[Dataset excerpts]
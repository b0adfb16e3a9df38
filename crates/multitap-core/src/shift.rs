//! Shift/modifier policy: latched modifiers, shift modes and
//! autocapitalization.

use crate::tables::SubstitutionTable;
use crate::types::{KeyToken, Modifier, Modifiers};
use serde::{Deserialize, Serialize};

#[derive(Debug, Clone, Copy, PartialEq, Eq, Default, Serialize, Deserialize)]
#[serde(rename_all = "snake_case")]
pub enum ShiftMode {
    #[default]
    Lower,
    Upper,
    Capslock,
    CtrlLatch,
    AltLatch,
}

impl ShiftMode {
    pub fn next(self) -> Self {
        match self {
            ShiftMode::Lower => ShiftMode::Upper,
            ShiftMode::Upper => ShiftMode::Capslock,
            ShiftMode::Capslock => ShiftMode::CtrlLatch,
            ShiftMode::CtrlLatch => ShiftMode::AltLatch,
            ShiftMode::AltLatch => ShiftMode::Lower,
        }
    }

    /// Spoken name of the mode.
    pub fn label(self) -> &'static str {
        match self {
            ShiftMode::Lower => "lower case",
            ShiftMode::Upper => "upper case",
            ShiftMode::Capslock => "capslock",
            ShiftMode::CtrlLatch => "control on",
            ShiftMode::AltLatch => "alt on",
        }
    }
}

/// The combo a key commit resolved to.
#[derive(Debug, Clone, PartialEq, Eq)]
pub struct Composed {
    pub modifiers: Modifiers,
    pub token: KeyToken,
    /// Shift was applied by Upper/Capslock/autocapitalization; the feedback
    /// cue for these is distinct from the normal key-press cue.
    pub capitalized: bool,
}

/// Output-side modifier state. Persists across commits; only the dedicated
/// shift-mode trigger and `ToggleModifier` commits change it.
#[derive(Debug, Clone, Default)]
pub struct ShiftState {
    mode: ShiftMode,
    latched: Modifiers,
    autocapitalize_next: bool,
}

impl ShiftState {
    pub fn new(mode: ShiftMode) -> Self {
        Self {
            mode,
            latched: Modifiers::none(),
            autocapitalize_next: false,
        }
    }

    pub fn mode(&self) -> ShiftMode {
        self.mode
    }

    pub fn set_mode(&mut self, mode: ShiftMode) {
        self.mode = mode;
    }

    pub fn cycle_mode(&mut self) -> ShiftMode {
        self.mode = self.mode.next();
        self.mode
    }

    pub fn autocapitalize_pending(&self) -> bool {
        self.autocapitalize_next
    }

    /// Toggles `m` in the latched set, returning the new membership.
    pub fn toggle_modifier(&mut self, m: Modifier) -> bool {
        self.latched.toggle(m)
    }

    /// Resolves the outgoing combo for one key commit and updates the
    /// trailing-output state (autocapitalization flag).
    ///
    /// `autocap_chars` is the configured sentence-ending punctuation set.
    pub fn compose(
        &mut self,
        token: &KeyToken,
        substitutions: &SubstitutionTable,
        autocap_chars: &str,
    ) -> Composed {
        let capitalize_next = self.autocapitalize_next;

        // Sentence-ending punctuation arms the flag, a letter clears it,
        // anything else (space, digits, navigation keys) leaves it alone.
        // Updated before the substitution lookup so a substituted glyph in
        // the punctuation set still arms it.
        match token.as_char() {
            Some(c) if autocap_chars.contains(c) => self.autocapitalize_next = true,
            Some(c) if c.is_ascii_alphabetic() => self.autocapitalize_next = false,
            _ => {}
        }

        // A substitution hit replaces the whole combo.
        if let Some(base) = substitutions.get(token.as_str()) {
            let mut modifiers = Modifiers::none();
            modifiers.insert(Modifier::Shift);
            return Composed {
                modifiers,
                token: base.clone(),
                capitalized: false,
            };
        }

        let mut modifiers = self.latched;
        let mut capitalized = false;
        match self.mode {
            ShiftMode::Upper | ShiftMode::Capslock => {
                modifiers.insert(Modifier::Shift);
                capitalized = true;
            }
            ShiftMode::CtrlLatch => modifiers.insert(Modifier::Ctrl),
            ShiftMode::AltLatch => modifiers.insert(Modifier::Alt),
            ShiftMode::Lower => {}
        }
        if capitalize_next && token.is_alphabetic() {
            modifiers.insert(Modifier::Shift);
            capitalized = true;
        }

        Composed {
            modifiers,
            token: token.clone(),
            capitalized,
        }
    }
}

- **WHAT TO WORK ON**
Repeat every line of the data precisely.

- **ANSWER SECTION**
repository b0adfb16e3a9df38
filename crates/multitap-core/src/shift.rs
//! Shift/modifier policy: latched modifiers, shift modes and
//! autocapitalization.

use crate::tables::SubstitutionTable;
use crate::types::{KeyToken, Modifier, Modifiers};
use serde::{Deserialize, Serialize};

#[derive(Debug, Clone, Copy, PartialEq, Eq, Default, Serialize, Deserialize)]
#[serde(rename_all = "snake_case")]
pub enum ShiftMode {
    #[default]
    Lower,
    Upper,
    Capslock,
    CtrlLatch,
    AltLatch,
}

impl ShiftMode {
    pub fn next(self) -> Self {
        match self {
            ShiftMode::Lower => ShiftMode::Upper,
            ShiftMode::Upper => ShiftMode::Capslock,
            ShiftMode::Capslock => ShiftMode::CtrlLatch,
            ShiftMode::CtrlLatch => ShiftMode::AltLatch,
            ShiftMode::AltLatch => ShiftMode::Lower,
        }
    }

    /// Spoken name of the mode.
    pub fn label(self) -> &'static str {
        match self {
            ShiftMode::Lower => "lower case",
            ShiftMode::Upper => "upper case",
            ShiftMode::Capslock => "capslock",
            ShiftMode::CtrlLatch => "control on",
            ShiftMode::AltLatch => "alt on",
        }
    }
}

/// The combo a key commit resolved to.
#[derive(Debug, Clone, PartialEq, Eq)]
pub struct Composed {
    pub modifiers: Modifiers,
    pub token: KeyToken,
    /// Shift was applied by Upper/Capslock/autocapitalization; the feedback
    /// cue for these is distinct from the normal key-press cue.
    pub capitalized: bool,
}

/// Output-side modifier state. Persists across commits; only the dedicated
/// shift-mode trigger and `ToggleModifier` commits change it.
#[derive(Debug, Clone, Default)]
pub struct ShiftState {
    mode: ShiftMode,
    latched: Modifiers,
    autocapitalize_next: bool,
}

impl ShiftState {
    pub fn new(mode: ShiftMode) -> Self {
        Self {
            mode,
            latched: Modifiers::none(),
            autocapitalize_next: false,
        }
    }

    pub fn mode(&self) -> ShiftMode {
        self.mode
    }

    pub fn set_mode(&mut self, mode: ShiftMode) {
        self.mode = mode;
    }

    pub fn cycle_mode(&mut self) -> ShiftMode {
        self.mode = self.mode.next();
        self.mode
    }

    pub fn autocapitalize_pending(&self) -> bool {
        self.autocapitalize_next
    }

    /// Toggles `m` in the latched set, returning the new membership.
    pub fn toggle_modifier(&mut self, m: Modifier) -> bool {
        self.latched.toggle(m)
    }

    /// Resolves the outgoing combo for one key commit and updates the
    /// trailing-output state (autocapitalization flag).
    ///
    /// `autocap_chars` is the configured sentence-ending punctuation set.
    pub fn compose(
        &mut self,
        token: &KeyToken,
        substitutions: &SubstitutionTable,
        autocap_chars: &str,
    ) -> Composed {
        let capitalize_next = self.autocapitalize_next;

        // Sentence-ending punctuation arms the flag, a letter clears it,
        // anything else (space, digits, navigation keys) leaves it alone.
        // Updated before the substitution lookup so a substituted glyph in
        // the punctuation set still arms it.
        match token.as_char() {
            Some(c) if autocap_chars.contains(c) => self.autocapitalize_next = true,
            Some(c) if c.is_ascii_alphabetic() => self.autocapitalize_next = false,
            _ => {}
        }

        // A substitution hit replaces the whole combo.
        if let Some(base) = substitutions.get(token.as_str()) {
            let mut modifiers = Modifiers::none();
            modifiers.insert(Modifier::Shift);
            return Composed {
                modifiers,
                token: base.clone(),
                capitalized: false,
            };
        }

        let mut modifiers = self.latched;
        let mut capitalized = false;
        match self.mode {
            ShiftMode::Upper | ShiftMode::Capslock => {
                modifiers.insert(Modifier::Shift);
                capitalized = true;
            }
            ShiftMode::CtrlLatch => modifiers.insert(Modifier::Ctrl),
            ShiftMode::AltLatch => modifiers.insert(Modifier::Alt),
            ShiftMode::Lower => {}
        }
        if capitalize_next && token.is_alphabetic() {
            modifiers.insert(Modifier::Shift);
            capitalized = true;
        }

        Composed {
            modifiers,
            token: token.clone(),
            capitalized,
        }
    }
}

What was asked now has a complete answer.